__Task item__. Look through the records, and whenever a line includes the word "crate", copy it.

Data to process Block Start

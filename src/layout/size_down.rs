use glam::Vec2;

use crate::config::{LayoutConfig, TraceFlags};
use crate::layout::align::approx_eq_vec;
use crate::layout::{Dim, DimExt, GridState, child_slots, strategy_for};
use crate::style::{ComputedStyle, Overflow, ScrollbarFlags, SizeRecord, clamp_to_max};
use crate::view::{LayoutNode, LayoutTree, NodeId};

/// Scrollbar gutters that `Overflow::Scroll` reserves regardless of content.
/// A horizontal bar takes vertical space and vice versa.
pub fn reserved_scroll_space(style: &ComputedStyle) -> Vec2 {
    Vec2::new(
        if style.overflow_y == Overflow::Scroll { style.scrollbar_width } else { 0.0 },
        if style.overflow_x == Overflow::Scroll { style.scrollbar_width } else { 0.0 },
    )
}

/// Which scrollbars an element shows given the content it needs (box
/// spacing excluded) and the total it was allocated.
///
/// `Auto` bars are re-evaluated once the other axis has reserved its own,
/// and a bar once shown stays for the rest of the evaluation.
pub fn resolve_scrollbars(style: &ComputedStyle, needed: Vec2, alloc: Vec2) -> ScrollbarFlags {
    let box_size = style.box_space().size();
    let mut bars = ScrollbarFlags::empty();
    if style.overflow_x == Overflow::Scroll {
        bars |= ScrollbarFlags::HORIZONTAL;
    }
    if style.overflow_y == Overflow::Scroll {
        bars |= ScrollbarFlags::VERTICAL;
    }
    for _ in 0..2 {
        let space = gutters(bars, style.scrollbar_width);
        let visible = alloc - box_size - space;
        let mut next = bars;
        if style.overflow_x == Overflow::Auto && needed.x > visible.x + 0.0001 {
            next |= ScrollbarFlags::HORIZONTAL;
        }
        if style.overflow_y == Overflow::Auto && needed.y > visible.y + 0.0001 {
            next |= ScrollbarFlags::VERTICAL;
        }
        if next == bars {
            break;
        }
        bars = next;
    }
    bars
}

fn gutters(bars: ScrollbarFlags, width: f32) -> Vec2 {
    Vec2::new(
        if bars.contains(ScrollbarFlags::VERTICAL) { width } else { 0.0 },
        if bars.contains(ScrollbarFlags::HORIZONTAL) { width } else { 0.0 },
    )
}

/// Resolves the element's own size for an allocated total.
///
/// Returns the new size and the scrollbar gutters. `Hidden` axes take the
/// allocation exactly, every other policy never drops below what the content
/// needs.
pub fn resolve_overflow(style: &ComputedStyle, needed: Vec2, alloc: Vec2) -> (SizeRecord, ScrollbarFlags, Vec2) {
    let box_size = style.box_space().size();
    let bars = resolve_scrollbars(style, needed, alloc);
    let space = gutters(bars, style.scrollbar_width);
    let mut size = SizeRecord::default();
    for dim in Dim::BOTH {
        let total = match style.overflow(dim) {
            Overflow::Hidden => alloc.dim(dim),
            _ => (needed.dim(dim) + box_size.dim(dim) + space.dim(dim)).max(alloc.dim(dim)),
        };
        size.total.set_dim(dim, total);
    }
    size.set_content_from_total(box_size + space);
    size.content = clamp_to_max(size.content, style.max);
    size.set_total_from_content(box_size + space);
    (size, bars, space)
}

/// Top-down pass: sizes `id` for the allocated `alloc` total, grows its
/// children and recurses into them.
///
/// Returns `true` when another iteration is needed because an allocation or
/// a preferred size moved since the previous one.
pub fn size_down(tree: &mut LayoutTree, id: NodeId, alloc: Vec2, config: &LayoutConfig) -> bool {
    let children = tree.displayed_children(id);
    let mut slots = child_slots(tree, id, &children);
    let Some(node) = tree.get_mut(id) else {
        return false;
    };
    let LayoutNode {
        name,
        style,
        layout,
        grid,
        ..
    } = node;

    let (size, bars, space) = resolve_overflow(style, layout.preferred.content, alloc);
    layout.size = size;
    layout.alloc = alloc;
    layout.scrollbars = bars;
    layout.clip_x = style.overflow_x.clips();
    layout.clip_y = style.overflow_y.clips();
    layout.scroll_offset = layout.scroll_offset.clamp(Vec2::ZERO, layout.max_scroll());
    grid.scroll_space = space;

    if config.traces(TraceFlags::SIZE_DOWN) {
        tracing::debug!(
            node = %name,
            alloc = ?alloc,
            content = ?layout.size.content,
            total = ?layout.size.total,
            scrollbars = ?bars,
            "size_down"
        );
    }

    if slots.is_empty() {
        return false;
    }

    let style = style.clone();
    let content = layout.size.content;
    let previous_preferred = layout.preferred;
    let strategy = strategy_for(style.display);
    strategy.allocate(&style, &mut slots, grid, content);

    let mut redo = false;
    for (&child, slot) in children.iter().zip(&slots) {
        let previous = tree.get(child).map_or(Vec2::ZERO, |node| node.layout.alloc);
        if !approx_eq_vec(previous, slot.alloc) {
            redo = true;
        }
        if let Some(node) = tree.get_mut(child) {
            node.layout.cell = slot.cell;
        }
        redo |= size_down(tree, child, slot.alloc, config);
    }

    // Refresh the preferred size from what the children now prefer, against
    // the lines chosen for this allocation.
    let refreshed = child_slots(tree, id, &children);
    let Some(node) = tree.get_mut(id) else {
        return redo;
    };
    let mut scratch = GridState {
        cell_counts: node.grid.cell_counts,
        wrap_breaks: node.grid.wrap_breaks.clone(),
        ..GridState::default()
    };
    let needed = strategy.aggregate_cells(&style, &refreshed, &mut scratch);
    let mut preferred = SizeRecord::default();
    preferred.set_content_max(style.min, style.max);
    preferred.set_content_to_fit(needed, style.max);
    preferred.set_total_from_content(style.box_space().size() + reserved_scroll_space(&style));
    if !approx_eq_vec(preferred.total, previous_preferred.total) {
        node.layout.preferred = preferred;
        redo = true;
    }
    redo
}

Data to process Block End
Data to process Block Start

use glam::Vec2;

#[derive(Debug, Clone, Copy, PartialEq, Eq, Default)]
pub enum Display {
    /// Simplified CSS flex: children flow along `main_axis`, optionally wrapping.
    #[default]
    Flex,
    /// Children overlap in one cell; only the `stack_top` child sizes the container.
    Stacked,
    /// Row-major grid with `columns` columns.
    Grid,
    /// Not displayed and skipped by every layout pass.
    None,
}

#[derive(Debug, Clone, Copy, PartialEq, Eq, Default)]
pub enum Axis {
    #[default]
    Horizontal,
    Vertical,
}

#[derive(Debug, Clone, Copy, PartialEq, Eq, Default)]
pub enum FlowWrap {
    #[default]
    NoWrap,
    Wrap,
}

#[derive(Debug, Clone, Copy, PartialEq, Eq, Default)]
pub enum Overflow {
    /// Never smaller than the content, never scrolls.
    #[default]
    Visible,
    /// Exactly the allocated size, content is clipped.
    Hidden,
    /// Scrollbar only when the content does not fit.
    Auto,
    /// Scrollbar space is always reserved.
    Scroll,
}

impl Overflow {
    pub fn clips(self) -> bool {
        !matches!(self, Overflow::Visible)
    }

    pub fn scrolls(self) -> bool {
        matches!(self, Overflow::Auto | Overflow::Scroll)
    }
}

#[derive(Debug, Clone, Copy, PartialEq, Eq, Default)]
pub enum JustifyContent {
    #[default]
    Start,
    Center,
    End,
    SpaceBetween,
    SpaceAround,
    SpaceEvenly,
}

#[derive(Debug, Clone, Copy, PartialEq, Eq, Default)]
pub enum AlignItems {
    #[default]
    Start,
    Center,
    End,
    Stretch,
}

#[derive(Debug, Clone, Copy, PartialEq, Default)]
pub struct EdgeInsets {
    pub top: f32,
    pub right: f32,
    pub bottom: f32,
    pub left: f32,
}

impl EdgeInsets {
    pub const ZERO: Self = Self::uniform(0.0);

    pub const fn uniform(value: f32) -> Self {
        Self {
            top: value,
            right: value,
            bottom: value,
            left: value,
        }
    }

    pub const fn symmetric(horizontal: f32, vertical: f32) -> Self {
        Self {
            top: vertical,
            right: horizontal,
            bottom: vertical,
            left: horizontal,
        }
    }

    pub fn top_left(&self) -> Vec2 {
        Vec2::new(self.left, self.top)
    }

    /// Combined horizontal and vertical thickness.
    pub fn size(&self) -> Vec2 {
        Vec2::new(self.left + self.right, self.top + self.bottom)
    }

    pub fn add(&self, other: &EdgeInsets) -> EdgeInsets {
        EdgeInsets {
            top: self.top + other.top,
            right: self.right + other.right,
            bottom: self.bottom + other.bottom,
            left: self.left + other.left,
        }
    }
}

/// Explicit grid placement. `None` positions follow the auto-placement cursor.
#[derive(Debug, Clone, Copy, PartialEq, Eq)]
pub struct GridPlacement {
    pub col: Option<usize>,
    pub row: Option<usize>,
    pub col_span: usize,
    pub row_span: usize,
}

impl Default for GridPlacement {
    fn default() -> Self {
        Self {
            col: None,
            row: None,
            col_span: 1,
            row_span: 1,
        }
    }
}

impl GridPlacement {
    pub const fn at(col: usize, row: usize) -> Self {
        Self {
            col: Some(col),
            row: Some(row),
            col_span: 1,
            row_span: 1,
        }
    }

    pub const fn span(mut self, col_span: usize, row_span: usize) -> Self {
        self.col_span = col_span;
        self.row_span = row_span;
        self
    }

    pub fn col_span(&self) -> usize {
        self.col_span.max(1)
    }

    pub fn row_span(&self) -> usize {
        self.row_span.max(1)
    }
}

Data to process Block End

__Solution__.
use crate::config::{LayoutConfig, TraceFlags};
use crate::layout::align::approx_eq_vec;
use crate::layout::{Dim, DimExt, GridState, child_slots, strategy_for};
use crate::style::{ComputedStyle, Overflow, ScrollbarFlags, SizeRecord, clamp_to_max};
use crate::view::{LayoutNode, LayoutTree, NodeId};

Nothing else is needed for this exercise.